De acordo com o médico, se uma pessoa lavar a mão mais de dez vezes ao dia, as bactérias tendem a aumentar, porque além de usar produto químico na lavagem, há a redução do microbioma, que são as bactérias boas presentes na pele. O mesmo acontece no banho. Figueiredo diz que as pessoas podem tomar mais de um banho por dia, desde que apenas um com sabonete e xampu. O excesso desses produtos pode levar à infecção de pele.

— O contato com germes comuns ao nosso meio é essencial para nossa sobrevivência, ajuda a nossa digestão e nos protege de outros germes, por exemplo. Além desses fatos, o contato com germes potencialmente perigosos é também importante para fortalecer a nossa imunidade. Ao termos o contato, o que não significa necessariamente desenvolver a doença, faz nosso sistema de defesa aprender, produzindo anticorpos que irão nos proteger contra uma futura infecção de forma mais incisiva por estes germes — explica o patologista clínico e diretor médico do laboratório Richet Medicina & Diagnóstico, Hélio Magarinos.

Como evitar
— A melhor forma de proteger contra essas doenças é se vacinar e buscar um estilo de vida mais saudável com uma boa alimentação e a prática regular de exercícios físicos — afirma Magarinos.

Porém, em casos mais graves, se for constatado que há uma doença psíquica, é necessário buscar a ajuda de profissionais como psicólogos e psiquiatras.

— Esses pacientes precisam ser escutados em sua singularidade. Entender que eles têm esse sofrimento e precisam de ajuda.
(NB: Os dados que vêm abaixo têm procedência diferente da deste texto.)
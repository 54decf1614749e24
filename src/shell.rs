//! Window creation and host lifecycle

use eframe::egui;

use crate::security::{ContentSecurityPolicy, DEFAULT_POLICY};

pub const APP_TITLE: &str = "Player13";
pub const WINDOW_SIZE: [f32; 2] = [1200.0, 800.0];
const MIN_WINDOW_SIZE: [f32; 2] = [800.0, 500.0];

/// What the host does when the user closes the window
#[derive(Debug, Clone, Copy, PartialEq, Eq)]
pub enum ClosePolicy {
    Quit,
    /// Keep the process resident and minimize instead
    StayResident,
}

impl ClosePolicy {
    pub fn for_platform(os: &str) -> Self {
        if os == "macos" {
            ClosePolicy::StayResident
        } else {
            ClosePolicy::Quit
        }
    }

    pub fn current() -> Self {
        Self::for_platform(std::env::consts::OS)
    }
}

/// Veto a pending close when the platform keeps apps alive without windows.
pub fn handle_close_request(ctx: &egui::Context, policy: ClosePolicy) {
    if policy != ClosePolicy::StayResident || !ctx.input(|i| i.viewport().close_requested()) {
        return;
    }
    log::info!("Close requested, minimizing instead of quitting");
    ctx.send_viewport_cmd(egui::ViewportCommand::CancelClose);
    ctx.send_viewport_cmd(egui::ViewportCommand::Minimized(true));
}

pub fn content_policy() -> ContentSecurityPolicy {
    let policy = ContentSecurityPolicy::parse(DEFAULT_POLICY);
    log::debug!(
        "Content policy loaded (media-src: {}, img-src: {}, connect-src: {})",
        policy.has_directive("media-src"),
        policy.has_directive("img-src"),
        policy.has_directive("connect-src")
    );
    policy
}

pub fn native_options() -> eframe::NativeOptions {
    eframe::NativeOptions {
        viewport: egui::ViewportBuilder::default()
            .with_title(APP_TITLE)
            .with_inner_size(WINDOW_SIZE)
            .with_min_inner_size(MIN_WINDOW_SIZE)
            .with_icon(load_icon()),
        vsync: true,
        hardware_acceleration: eframe::HardwareAcceleration::Preferred,
        ..Default::default()
    }
}

/// Add a system emoji font so the sidebar and control glyphs render.
pub fn install_fonts(ctx: &egui::Context) {
    let mut fonts = egui::FontDefinitions::default();

    let candidates: &[&str] = if cfg!(target_os = "windows") {
        &["C:\\Windows\\Fonts\\seguiemj.ttf"]
    } else if cfg!(target_os = "macos") {
        &["/System/Library/Fonts/Apple Color Emoji.ttc"]
    } else {
        &[
            "/usr/share/fonts/truetype/noto/NotoColorEmoji.ttf",
            "/usr/share/fonts/noto-emoji/NotoColorEmoji.ttf",
            "/usr/share/fonts/google-noto-emoji/NotoColorEmoji.ttf",
            "/usr/share/fonts/truetype/dejavu/DejaVuSans.ttf",
        ]
    };

    match candidates.iter().find_map(|path| std::fs::read(path).ok()) {
        Some(font_data) => {
            fonts
                .font_data
                .insert("emoji".to_owned(), egui::FontData::from_owned(font_data).into());
            fonts
                .families
                .entry(egui::FontFamily::Proportional)
                .or_default()
                .push("emoji".to_owned());
        }
        None => log::debug!("No system emoji font found"),
    }

    ctx.set_fonts(fonts);
}

/// Red rounded square with a white play triangle.
fn load_icon() -> egui::IconData {
    let size: usize = 64;
    let mut rgba = vec![0u8; size * size * 4];
    let radius = 0.18;

    for y in 0..size {
        for x in 0..size {
            let idx = (y * size + x) * 4;
            let nx = (x as f32 + 0.5) / size as f32;
            let ny = (y as f32 + 0.5) / size as f32;

            let cx = nx.clamp(radius, 1.0 - radius);
            let cy = ny.clamp(radius, 1.0 - radius);
            if (nx - cx).powi(2) + (ny - cy).powi(2) > radius * radius {
                continue;
            }

            let px = nx - 0.38;
            let py = ny - 0.5;
            let in_play = (0.0..=0.32).contains(&px) && py.abs() <= (0.32 - px) * 0.62;

            let pixel = if in_play {
                [255, 255, 255, 255]
            } else {
                // #E50914 darkening toward the bottom
                let shade = 1.0 - ny * 0.25;
                [(229.0 * shade) as u8, (9.0 * shade) as u8, (20.0 * shade) as u8, 255]
            };
            rgba[idx..idx + 4].copy_from_slice(&pixel);
        }
    }

    egui::IconData {
        rgba,
        width: size as u32,
        height: size as u32,
    }
}

#[cfg(test)]
mod tests {
    use super::*;

    #[test]
    fn test_close_policy_per_platform() {
        assert_eq!(ClosePolicy::for_platform("macos"), ClosePolicy::StayResident);
        assert_eq!(ClosePolicy::for_platform("linux"), ClosePolicy::Quit);
        assert_eq!(ClosePolicy::for_platform("windows"), ClosePolicy::Quit);
    }

    #[test]
    fn test_icon_has_transparent_corners() {
        let icon = load_icon();
        assert_eq!(icon.rgba.len(), 64 * 64 * 4);
        assert_eq!(icon.rgba[3], 0);
        let center = (32 * 64 + 20) * 4;
        assert_eq!(icon.rgba[center + 3], 255);
    }
}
A família pode ajudar também tentando trazer clareza para o paciente, dizer que não está bem e encaminhar para um atendimento. Eles precisam ampliar a capacidade de pensar, sair do isolamento mental e físico, e entender que o ritual não vai levar a nada, apenas mais angústia — explica Renata Bento.

Sinais de excesso
Higienizar as mãos com álcool gel mais de 5 vezes ao dia pode impactar nas bactérias ‘do bem’;

O mesmo vale para pessoas que lavam as mãos mais de 10 vezes ao dia;

Higienizar os sapatos ou tirá-los sempre que entrar dentro de casa, não é necessário;

Abrir fechaduras com proteção nas mãos também é um ato desnecessário que não há grande impacto na saúde humana;

Ferver água filtrada. O líquido já não tem bactérias;

Tomar mais de 3 banhos por dia;

Escovar os dentes de forma exagerada (fora dos períodos após refeições ou antes de dormir). Pode desgastar e estragar o esmalte do dente.